→ **Data provided**:
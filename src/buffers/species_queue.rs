//! Unbounded FIFO of graded cluster events, filled by the processor in
//! per-batch bursts and drained by the species writer.

use std::collections::VecDeque;
use std::sync::atomic::{AtomicBool, Ordering};

use parking_lot::{Condvar, Mutex, MutexGuard};

use crate::buffers::shutdown::StopGuard;
use crate::processing::cluster::SpeciesHit;

pub struct SpeciesQueue {
    items: Mutex<VecDeque<SpeciesHit>>,
    ready: Condvar,
    stop: AtomicBool,
}

impl SpeciesQueue {
    pub fn new() -> Self {
        Self {
            items: Mutex::new(VecDeque::new()),
            ready: Condvar::new(),
            stop: AtomicBool::new(false),
        }
    }

    pub fn lock(&self) -> MutexGuard<'_, VecDeque<SpeciesHit>> {
        self.items.lock()
    }

    pub fn wait(&self, items: &mut MutexGuard<'_, VecDeque<SpeciesHit>>) {
        self.ready.wait(items);
    }

    pub fn notify_one(&self) {
        self.ready.notify_one();
    }
}

impl StopGuard for SpeciesQueue {
    fn request_stop(&self) {
        // flag raised under the lock: a worker between its wait predicate
        // and its wait cannot miss the notify that follows
        let _items = self.items.lock();
        self.stop.store(true, Ordering::Release);
    }

    fn notify_all(&self) {
        self.ready.notify_all();
    }

    fn stop_requested(&self) -> bool {
        self.stop.load(Ordering::Acquire)
    }
}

→ **Work to complete**: Tell me how many lines of the data hold the word "buffers", giving only the number.

→ **Task output**: 2